Within the lines below, find those that hold the string "Extension" and copy each one.

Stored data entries

----------------

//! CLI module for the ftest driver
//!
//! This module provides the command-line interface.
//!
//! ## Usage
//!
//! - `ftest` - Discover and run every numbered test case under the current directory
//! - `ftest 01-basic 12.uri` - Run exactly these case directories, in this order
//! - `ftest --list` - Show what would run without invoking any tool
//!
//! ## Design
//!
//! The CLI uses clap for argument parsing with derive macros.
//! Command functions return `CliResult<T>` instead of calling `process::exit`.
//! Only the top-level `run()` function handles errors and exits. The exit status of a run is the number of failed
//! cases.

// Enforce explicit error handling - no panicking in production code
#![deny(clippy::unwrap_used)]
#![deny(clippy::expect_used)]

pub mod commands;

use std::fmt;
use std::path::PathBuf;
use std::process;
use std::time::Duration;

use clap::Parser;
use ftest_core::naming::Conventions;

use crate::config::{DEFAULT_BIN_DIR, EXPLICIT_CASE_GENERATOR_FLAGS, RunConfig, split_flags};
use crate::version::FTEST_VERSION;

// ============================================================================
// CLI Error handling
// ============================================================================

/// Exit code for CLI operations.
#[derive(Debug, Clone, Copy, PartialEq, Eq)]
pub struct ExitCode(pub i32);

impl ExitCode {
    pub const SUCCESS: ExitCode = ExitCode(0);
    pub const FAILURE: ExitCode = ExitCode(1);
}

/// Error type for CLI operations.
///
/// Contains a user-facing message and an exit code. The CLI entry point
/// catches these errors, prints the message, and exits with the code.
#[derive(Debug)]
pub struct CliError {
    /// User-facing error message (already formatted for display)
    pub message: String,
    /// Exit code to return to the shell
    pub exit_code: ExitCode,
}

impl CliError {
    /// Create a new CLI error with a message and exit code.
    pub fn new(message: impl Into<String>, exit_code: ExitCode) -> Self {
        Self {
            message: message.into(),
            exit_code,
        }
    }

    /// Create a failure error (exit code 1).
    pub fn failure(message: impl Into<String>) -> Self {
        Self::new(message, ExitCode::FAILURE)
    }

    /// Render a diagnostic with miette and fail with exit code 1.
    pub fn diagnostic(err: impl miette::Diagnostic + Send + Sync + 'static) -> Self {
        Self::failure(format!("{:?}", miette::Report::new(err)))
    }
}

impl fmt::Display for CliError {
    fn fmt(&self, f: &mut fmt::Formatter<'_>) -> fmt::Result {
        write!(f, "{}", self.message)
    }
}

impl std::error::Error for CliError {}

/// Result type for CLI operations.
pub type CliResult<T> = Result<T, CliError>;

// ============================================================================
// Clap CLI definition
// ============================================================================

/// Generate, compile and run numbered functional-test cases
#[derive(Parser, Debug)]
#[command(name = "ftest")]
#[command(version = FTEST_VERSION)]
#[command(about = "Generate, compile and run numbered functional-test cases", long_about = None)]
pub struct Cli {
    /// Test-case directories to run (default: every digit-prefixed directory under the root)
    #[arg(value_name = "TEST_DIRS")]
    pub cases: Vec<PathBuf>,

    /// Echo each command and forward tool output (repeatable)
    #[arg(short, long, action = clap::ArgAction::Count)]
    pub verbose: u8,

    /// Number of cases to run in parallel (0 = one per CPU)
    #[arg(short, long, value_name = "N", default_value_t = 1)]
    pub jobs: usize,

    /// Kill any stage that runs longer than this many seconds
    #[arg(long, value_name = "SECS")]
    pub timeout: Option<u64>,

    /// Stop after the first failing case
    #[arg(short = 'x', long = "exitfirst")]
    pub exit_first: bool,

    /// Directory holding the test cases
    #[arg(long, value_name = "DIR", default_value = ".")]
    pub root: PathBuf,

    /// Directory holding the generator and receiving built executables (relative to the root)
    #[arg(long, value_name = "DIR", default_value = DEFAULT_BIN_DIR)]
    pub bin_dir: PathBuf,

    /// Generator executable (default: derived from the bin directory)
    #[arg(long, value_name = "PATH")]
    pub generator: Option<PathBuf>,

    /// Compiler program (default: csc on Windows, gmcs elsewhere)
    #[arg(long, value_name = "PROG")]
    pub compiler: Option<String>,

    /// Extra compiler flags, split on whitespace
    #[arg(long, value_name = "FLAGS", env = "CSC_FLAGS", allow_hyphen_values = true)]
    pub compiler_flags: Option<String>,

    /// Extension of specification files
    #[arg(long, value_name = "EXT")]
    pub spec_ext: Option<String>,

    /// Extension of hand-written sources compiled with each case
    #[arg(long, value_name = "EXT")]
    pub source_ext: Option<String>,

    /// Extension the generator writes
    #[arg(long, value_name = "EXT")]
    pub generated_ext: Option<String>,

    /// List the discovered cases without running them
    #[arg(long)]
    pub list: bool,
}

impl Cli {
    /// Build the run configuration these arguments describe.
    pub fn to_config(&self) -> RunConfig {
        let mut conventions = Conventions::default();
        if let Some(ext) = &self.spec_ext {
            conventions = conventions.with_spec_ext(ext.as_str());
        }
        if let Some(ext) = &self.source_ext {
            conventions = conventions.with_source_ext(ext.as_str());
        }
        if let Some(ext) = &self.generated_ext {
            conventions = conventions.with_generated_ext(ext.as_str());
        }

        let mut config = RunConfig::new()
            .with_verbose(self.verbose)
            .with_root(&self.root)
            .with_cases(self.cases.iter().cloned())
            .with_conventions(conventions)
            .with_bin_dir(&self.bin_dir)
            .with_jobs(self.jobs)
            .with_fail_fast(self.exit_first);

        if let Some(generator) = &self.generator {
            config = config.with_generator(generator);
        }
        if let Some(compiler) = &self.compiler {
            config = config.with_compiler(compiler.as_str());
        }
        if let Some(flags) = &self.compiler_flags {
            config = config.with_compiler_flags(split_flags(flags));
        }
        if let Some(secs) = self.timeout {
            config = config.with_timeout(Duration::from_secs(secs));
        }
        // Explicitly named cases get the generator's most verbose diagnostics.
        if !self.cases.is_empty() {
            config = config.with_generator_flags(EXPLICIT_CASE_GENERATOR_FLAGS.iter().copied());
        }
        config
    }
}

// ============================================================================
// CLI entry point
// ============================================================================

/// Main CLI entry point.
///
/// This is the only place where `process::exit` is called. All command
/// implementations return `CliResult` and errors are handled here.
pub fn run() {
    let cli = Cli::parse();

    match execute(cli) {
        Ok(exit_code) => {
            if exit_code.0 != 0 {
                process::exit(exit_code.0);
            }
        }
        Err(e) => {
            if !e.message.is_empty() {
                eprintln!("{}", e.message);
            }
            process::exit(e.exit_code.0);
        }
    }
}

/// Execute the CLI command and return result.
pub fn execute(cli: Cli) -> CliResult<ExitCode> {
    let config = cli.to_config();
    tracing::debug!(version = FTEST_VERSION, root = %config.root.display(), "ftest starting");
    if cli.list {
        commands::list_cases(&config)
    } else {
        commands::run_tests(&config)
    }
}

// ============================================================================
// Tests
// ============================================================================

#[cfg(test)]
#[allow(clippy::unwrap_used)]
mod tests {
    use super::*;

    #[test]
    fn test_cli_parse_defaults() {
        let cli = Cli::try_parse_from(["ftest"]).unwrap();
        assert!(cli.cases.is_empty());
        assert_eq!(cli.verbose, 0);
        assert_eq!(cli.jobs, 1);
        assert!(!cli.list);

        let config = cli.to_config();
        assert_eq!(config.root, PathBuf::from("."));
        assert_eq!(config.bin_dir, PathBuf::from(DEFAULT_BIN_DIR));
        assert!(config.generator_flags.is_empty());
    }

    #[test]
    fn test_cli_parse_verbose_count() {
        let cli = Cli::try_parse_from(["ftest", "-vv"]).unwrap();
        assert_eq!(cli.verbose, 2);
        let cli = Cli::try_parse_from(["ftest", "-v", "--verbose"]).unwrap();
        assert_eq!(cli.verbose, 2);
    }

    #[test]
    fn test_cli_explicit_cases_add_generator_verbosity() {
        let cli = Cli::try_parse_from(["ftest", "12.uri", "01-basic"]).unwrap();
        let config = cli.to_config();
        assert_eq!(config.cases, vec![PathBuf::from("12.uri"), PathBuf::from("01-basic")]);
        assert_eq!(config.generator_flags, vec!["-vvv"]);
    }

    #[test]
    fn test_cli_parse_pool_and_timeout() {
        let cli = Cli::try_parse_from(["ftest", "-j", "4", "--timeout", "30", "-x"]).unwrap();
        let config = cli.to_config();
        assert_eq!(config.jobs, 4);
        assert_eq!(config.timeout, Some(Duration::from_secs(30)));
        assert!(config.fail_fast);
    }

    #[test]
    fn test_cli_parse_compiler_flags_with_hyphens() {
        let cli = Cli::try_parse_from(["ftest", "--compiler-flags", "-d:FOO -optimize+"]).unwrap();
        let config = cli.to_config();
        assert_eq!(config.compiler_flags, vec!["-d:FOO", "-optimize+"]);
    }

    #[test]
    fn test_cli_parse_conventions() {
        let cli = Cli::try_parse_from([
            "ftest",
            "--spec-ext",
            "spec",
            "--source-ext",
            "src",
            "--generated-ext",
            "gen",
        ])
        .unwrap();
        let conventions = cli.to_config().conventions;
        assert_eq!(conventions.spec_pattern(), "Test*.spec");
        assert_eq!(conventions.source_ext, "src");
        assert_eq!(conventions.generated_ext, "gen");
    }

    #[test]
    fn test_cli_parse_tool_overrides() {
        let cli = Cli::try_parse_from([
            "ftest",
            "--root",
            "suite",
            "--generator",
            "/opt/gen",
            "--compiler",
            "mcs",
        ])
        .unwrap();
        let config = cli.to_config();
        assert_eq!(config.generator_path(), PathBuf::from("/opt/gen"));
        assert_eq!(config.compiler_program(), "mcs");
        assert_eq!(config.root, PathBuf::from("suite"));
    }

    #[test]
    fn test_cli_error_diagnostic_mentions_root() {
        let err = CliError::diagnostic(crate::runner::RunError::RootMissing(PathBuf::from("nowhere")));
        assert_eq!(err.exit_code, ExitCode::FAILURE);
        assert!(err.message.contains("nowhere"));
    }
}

----------------

**Exercise output:**
    /// Extension of specification files
    /// Extension of hand-written sources compiled with each case
    /// Extension the generator writes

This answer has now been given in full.